President Joe Biden has taken heat for the military equipment Taliban fighters seized during their takeover of Kabul. On social media, some Americans criticized Biden for "leaving behind" military weapons, comparing it to what soldiers face if they lose their weapons.
"Every soldier is aware they get court martialed for losing their rifle. So what do generals and presidents get when they leave behind weapons for an entire army?" says an image shared Aug. 30 on Facebook.
The post accrued over 21,000 shares in less than three weeks. Other versions of the image have also racked up thousands of shares.
Similar claims have recently gone viral, misconstruing the number of American weapons in the Taliban's hands.
Military law is complicated, and there can be multiple types of repercussions if a soldier loses or misplaces a weapon. But a court-martial is an unlikely option, experts told USA TODAY.
USA TODAY reached out to the poster for comment.

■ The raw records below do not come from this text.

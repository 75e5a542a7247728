use super::confirmation_dialog::{markup_to_plain_text, DialogArgs};
use super::labels;
use super::services::DialogServices;
use super::{ContentKey, ContentRegistry, ModalType};
use crate::canvas::{CanvasOps, SharedCanvas};
use crate::error::{CanvasError, DialogError};
use crate::tool::CANVAS_TOOLBOX_SELECTOR;

/// What the dialog does once a decision handler has run
#[derive(Debug)]
pub(crate) enum Outcome {
    /// Nothing beyond closing the surface
    Close,
    /// Resolve the caller's confirmation
    Resolve(bool),
    /// Close, then open another dialog
    FollowUp {
        modal_type: ModalType,
        args: DialogArgs,
    },
}

/// A zero-argument continuation bound to one decision label
pub(crate) type DecisionHandler = Box<dyn FnOnce() -> Result<Outcome, CanvasError>>;

pub(crate) type Decisions = Vec<(&'static str, DecisionHandler)>;

fn close() -> DecisionHandler {
    Box::new(|| Ok(Outcome::Close))
}

fn require_canvas(modal_type: ModalType, args: Option<&DialogArgs>) -> Result<SharedCanvas, DialogError> {
    args.and_then(|args| args.canvas.clone())
        .ok_or(DialogError::MissingArgument {
            modal_type,
            argument: "a canvas",
        })
}

/// Affirmative handler that runs a single canvas operation
fn canvas_op(canvas: SharedCanvas, op: fn(&mut dyn CanvasOps) -> Result<(), CanvasError>) -> DecisionHandler {
    Box::new(move || {
        op(&mut *canvas.lock())?;
        Ok(Outcome::Close)
    })
}

/// Build the labelled handlers for one session of `modal_type`
pub(crate) fn build_decisions(
    modal_type: ModalType,
    args: Option<&DialogArgs>,
    registry: &ContentRegistry,
    services: &DialogServices,
) -> Result<Decisions, DialogError> {
    let decisions: Decisions = match modal_type {
        ModalType::Help => vec![(labels::ALRIGHT, close())],
        ModalType::StartUp => vec![(labels::GET_STARTED, close())],
        ModalType::Info | ModalType::Error => vec![(labels::OK, close())],
        ModalType::PageLeave => vec![
            // The caller performs the navigation once the confirmation resolves
            (labels::YES, Box::new(|| Ok(Outcome::Resolve(true))) as DecisionHandler),
            (labels::NO, close()),
        ],
        ModalType::CanvasCreate => {
            let canvas = require_canvas(modal_type, args)?;
            let size = args
                .and_then(|args| args.callback_args)
                .ok_or(DialogError::MissingArgument {
                    modal_type,
                    argument: "canvas dimensions",
                })?;
            let invalid = registry.get(ContentKey::CanvasInvalidProportions)?.clone();
            let no_space_title = registry.get(ContentKey::CanvasNoSpace)?.title.clone();
            let viewport = services.viewport.clone();

            let create: DecisionHandler = Box::new(move || {
                let result = canvas.lock().create(size.width, size.height);
                viewport.scroll_to(viewport.position_of(CANVAS_TOOLBOX_SELECTOR));

                match result {
                    Ok(()) => Ok(Outcome::Close),
                    Err(CanvasError::InvalidProportions { width, height }) => {
                        log::warn!("Rejected canvas proportions {}x{}", width, height);
                        Ok(Outcome::FollowUp {
                            modal_type: ModalType::Info,
                            args: DialogArgs::default()
                                .with_title(invalid.title)
                                .with_text(markup_to_plain_text(&invalid.text)),
                        })
                    }
                    Err(CanvasError::NoSpace { width, height, .. }) => {
                        let (max_width, max_height) = {
                            let canvas = canvas.lock();
                            (canvas.max_width(), canvas.max_height())
                        };
                        log::warn!(
                            "No space for a {}x{} canvas, offering {}x{}",
                            width, height, max_width, max_height
                        );
                        Ok(Outcome::FollowUp {
                            modal_type: ModalType::CanvasCreateNoSpace,
                            args: DialogArgs::default()
                                .with_title(no_space_title)
                                .with_text(format!(
                                    "The dimensions selected exceed the available space. \
                                     Would you like to create the biggest possible canvas \
                                     (width: {max_width}, height: {max_height})?"
                                ))
                                .with_canvas(canvas),
                        })
                    }
                    Err(err) => Err(err),
                }
            });

            vec![(labels::YES, create), (labels::NO, close())]
        }
        ModalType::CanvasCreateNoSpace => {
            let canvas = require_canvas(modal_type, args)?;
            let create_bounded: DecisionHandler = Box::new(move || {
                let mut canvas = canvas.lock();
                let (max_width, max_height) = (canvas.max_width(), canvas.max_height());
                canvas.create_bounded(max_width, max_height)?;
                Ok(Outcome::Close)
            });
            vec![(labels::YES, create_bounded), (labels::NO, close())]
        }
        ModalType::CanvasLoad => {
            let file_selector = services.file_selector.clone();
            let load: DecisionHandler = Box::new(move || {
                file_selector.show_file_dialog();
                Ok(Outcome::Close)
            });
            vec![(labels::YES, load), (labels::NO, close())]
        }
        ModalType::CanvasSave => {
            let canvas = require_canvas(modal_type, args)?;
            vec![(labels::YES, canvas_op(canvas, |c| c.save())), (labels::NO, close())]
        }
        ModalType::CanvasReset => {
            let canvas = require_canvas(modal_type, args)?;
            vec![(labels::YES, canvas_op(canvas, |c| c.reset())), (labels::NO, close())]
        }
        ModalType::CanvasExport => {
            let canvas = require_canvas(modal_type, args)?;
            vec![(labels::YES, canvas_op(canvas, |c| c.export_artwork())), (labels::NO, close())]
        }
    };

    debug_assert_eq!(
        decisions.iter().map(|(label, _)| *label).collect::<Vec<_>>(),
        modal_type.decision_labels()
    );

    Ok(decisions)
}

Losing a weapon considered minor offense
While it's possible that a soldier could be court-martialed for losing a weapon, it's highly unlikely, according to Richard Rosen, the director of the Center for Military Law and Policy at Texas Tech University.
"I think the (Facebook) comment is hyperbole," Rosen told USA TODAY. "The guy just wanted to make the point that a lot of soldiers can get punished for losing a weapon, and yet the United States lost $80 billion worth of equipment (in Afghanistan) and no one seems to be suffering any consequences."
The U.S. spent more than $83 billion during the Afghanistan War building the Afghan National Defense and Security Forces, according to a recent special inspector general for Afghanistan reconstruction report. USA TODAY previously reported that about $28 billion went to things like weapons, ammunition, vehicles, night-vision devices, aircraft, and surveillance systems.
Losing a weapon is often regarded as a minor offense, according to Rosen, who worked as a staff judge advocate overseeing and advising on legal proceedings, including court-martials, at Fort Hood, Texas, in the 1990s.
The punishment, Rosen said, would normally be a "non-judicial punishment," also known as an "Article 15." Under the Uniform Code of Military Justice, Article 15 is a "means of handling minor offenses requiring immediate corrective action."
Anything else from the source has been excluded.